Imagine sending a formal invitation to a party, but when the guest arrives the door says "No entry". You wasted everyone's time. The guest (Google) showed up, spent time getting there, then had to turn around.
The real-world pattern that causes this: a developer adds noindex to a staging or draft page
to keep it out of search results, but forgets to remove it from the auto-generated sitemap.
Or: a CMS generates the sitemap from all published pages, including ones that marketing tagged as noindex.

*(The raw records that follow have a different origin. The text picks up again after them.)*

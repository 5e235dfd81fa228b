//! Agent manager - Runs the coordinator's background agents
//!
//! Spawns each registered agent's loop on the runtime and stops them on
//! shutdown.

use std::collections::HashMap;
use std::sync::Arc;
use std::time::Duration;

use tokio::sync::RwLock;
use tokio::task::JoinHandle;

use super::base::{Agent, AgentStatus};

/// How long `stop_all` waits for a loop before aborting it
const STOP_TIMEOUT: Duration = Duration::from_secs(5);

struct Registered {
    agent: Arc<dyn Agent>,
    handle: Option<JoinHandle<()>>,
}

/// Manages the lifecycle of background agents
#[derive(Default)]
pub struct AgentManager {
    agents: RwLock<HashMap<&'static str, Registered>>,
}

impl AgentManager {
    pub fn new() -> Self {
        Self::default()
    }

    /// Registers an agent; replaces (and stops) any agent with the same id
    pub async fn register(&self, agent: Arc<dyn Agent>) {
        let previous = self.agents.write().await.insert(
            agent.id(),
            Registered {
                agent,
                handle: None,
            },
        );

        if let Some(previous) = previous {
            Self::shutdown(previous).await;
        }
    }

    /// Spawns every registered agent that is not already running
    pub async fn start_all(&self) {
        let mut agents = self.agents.write().await;

        for (id, entry) in agents.iter_mut() {
            if entry.handle.as_ref().is_some_and(|h| !h.is_finished()) {
                continue;
            }

            let agent = Arc::clone(&entry.agent);
            entry.handle = Some(tokio::spawn(async move {
                if let Err(e) = agent.start().await {
                    tracing::error!("Agent '{}' error: {}", agent.id(), e);
                }
            }));
            tracing::info!("Started agent: {}", id);
        }
    }

    /// Stops every agent and waits for its loop to wind down
    pub async fn stop_all(&self) {
        let entries: Vec<Registered> = self
            .agents
            .write()
            .await
            .drain()
            .map(|(_, entry)| entry)
            .collect();
        for entry in entries {
            let agent = Arc::clone(&entry.agent);
            Self::shutdown(entry).await;
            self.agents.write().await.insert(
                agent.id(),
                Registered {
                    agent,
                    handle: None,
                },
            );
        }
    }

    async fn shutdown(entry: Registered) {
        let id = entry.agent.id();
        if let Err(e) = entry.agent.stop().await {
            tracing::warn!("Failed to stop agent '{}': {}", id, e);
        }
        if let Some(mut handle) = entry.handle {
            match tokio::time::timeout(STOP_TIMEOUT, &mut handle).await {
                Ok(Ok(())) => {}
                Ok(Err(e)) => tracing::warn!("Agent '{}' task ended abnormally: {}", id, e),
                Err(_) => {
                    tracing::warn!("Agent '{}' did not stop in time, aborting", id);
                    handle.abort();
                }
            }
        }
        tracing::info!("Stopped agent: {}", id);
    }

    /// Gets the status of all agents
    pub async fn status(&self) -> HashMap<&'static str, AgentStatus> {
        self.agents
            .read()
            .await
            .iter()
            .map(|(id, entry)| (*id, entry.agent.status()))
            .collect()
    }

    pub async fn agent_count(&self) -> usize {
        self.agents.read().await.len()
    }
}
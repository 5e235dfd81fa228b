//! Base agent trait and types
//!
//! Defines the Agent trait shared by the coordinator's quota agent and the
//! per-page injection agents.

use async_trait::async_trait;
use thiserror::Error;

/// Errors that can occur in agents
#[derive(Debug, Error, PartialEq)]
pub enum AgentError {
    /// Agent is already running
    #[error("Agent is already running")]
    AlreadyRunning,

    /// Automation is switched off in settings
    #[error("Automation is disabled")]
    Disabled,

    /// An injection cycle is still in flight
    #[error("Agent is busy")]
    Busy,

    /// Agent operation failed
    #[error("Agent operation failed: {0}")]
    OperationFailed(String),
}

/// Status of an agent
#[derive(Debug, Clone, PartialEq, Eq)]
pub enum AgentStatus {
    /// Agent is idle and not running
    Idle,
    /// Agent is currently running
    Running,
    /// Agent encountered an error
    Error(String),
    /// Agent has been stopped
    Stopped,
}

impl AgentStatus {
    /// Returns true if the agent is running
    pub fn is_running(&self) -> bool {
        matches!(self, AgentStatus::Running)
    }
}

/// Trait for long-running agents
///
/// `start` runs the agent's loop until `stop` cancels it.
#[async_trait]
pub trait Agent: Send + Sync {
    /// Returns the unique identifier for this agent
    fn id(&self) -> &'static str;

    /// Returns the display name for this agent
    fn name(&self) -> &'static str;

    /// Returns the current status of the agent
    fn status(&self) -> AgentStatus;

    /// Runs the agent's main loop until cancelled
    ///
    /// Implementations should use tokio::select! with a cancellation token.
    async fn start(&self) -> Result<(), AgentError>;

    /// Signals the agent to stop
    async fn stop(&self) -> Result<(), AgentError>;

    /// Performs one unit of the agent's work immediately
    async fn trigger(&self) -> Result<(), AgentError> {
        Ok(())
    }
}

#[cfg(test)]
mod tests {
    use super::*;

    #[test]
    fn test_agent_status_is_running() {
        assert!(AgentStatus::Running.is_running());
        assert!(!AgentStatus::Idle.is_running());
        assert!(!AgentStatus::Stopped.is_running());
        assert!(!AgentStatus::Error("test".into()).is_running());
    }

    #[test]
    fn test_agent_error_messages() {
        assert_eq!(AgentError::Disabled.to_string(), "Automation is disabled");
        assert_eq!(
            AgentError::OperationFailed("boom".into()).to_string(),
            "Agent operation failed: boom"
        );
    }
}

Three pages exist and return 200 OK, but each has
<meta name="robots" content="noindex"> in the HTML head.
All three are listed in sitemap-noindex.xml.
<!-- sitemap-noindex.xml — tells Google to visit these pages --> <url><loc>https://robots-txt-lab.pages.dev/</loc></url> ← ✅ indexable <url><loc>https://robots-txt-lab.pages.dev/staging-page</loc></url> ← ❌ noindex <url><loc>https://robots-txt-lab.pages.dev/admin-preview</loc></url> ← ❌ noindex <url><loc>https://robots-txt-lab.pages.dev/draft-post</loc></url> ← ❌ noindex <!-- Each noindex page has this in its <head> --> <meta name="robots" content="noindex, nofollow"> ← contradicts being in sitemap
Two valid options — pick one per page:
<!-- Option A: Remove the noindex tag (make the page indexable) --> <meta name="robots" content="index, follow"> ← or just remove the meta tag entirely <!-- Option B: Remove the URL from the sitemap (keep noindex, stop wasting crawl budget) --> <!-- simply delete the <url> entry from sitemap.xml --> <!-- Never do both at the same time in opposite directions -->
| Channel | Impact |
|---|---|
| SEO | Contradictory signal confuses Google. Crawl budget is spent on pages that will never rank. Google's trust in the sitemap degrades over time. |
| AEO (AI Engines) | Once noindex is honoured, those pages are invisible to AI Overviews and AI-generated answers — even if listed in the sitemap. |
| GEO | Same as AEO — noindex pages are excluded from generative engine content regardless of sitemap presence. |
Step 1 — Generate the large sitemap (run once, output is gitignored):
cd examples/robots-txt-lab node generate-sitemap.js # Output: # ✅ Generated: sitemap.xml # URLs : 50,001 (Google limit: 50,000) # Size : ~2.50 MB
Step 2 — Deploy to Cloudflare Pages (drag-and-drop or CLI):
# Option A — drag and drop (no account setup needed) # 1. Go to pages.cloudflare.com # 2. Create a project → Upload assets # 3. Drag the robots-txt-lab/ folder → Deploy # Option B — CLI npx wrangler pages deploy . --project-name robots-txt-lab
Step 3 — Verify the issues are present:
# Verify robots.txt errors — paste URL into:
# https://www.google.com/webmasters/tools/robots-testing-tool
# or: https://technicalseo.com/tools/robots-txt/
# Verify sitemap size — run after generating:
node -e "const f=require('fs').statSync('sitemap.xml'); console.log('URLs:', require('fs').readFileSync('sitemap.xml','utf8').match(/<url>/g).length, '| Size:', (f.size/1024/1024).toFixed(2)+'MB')"
# Or count manually:
grep -c "<url>" sitemap.xml
# → should print 50001
# Submit to Google Search Console:
# https://search.google.com/search-console → Sitemaps → add /sitemap.xml
# GSC will show: "Your Sitemap appears to be an HTML page"
# or flag the URL count in the coverage report.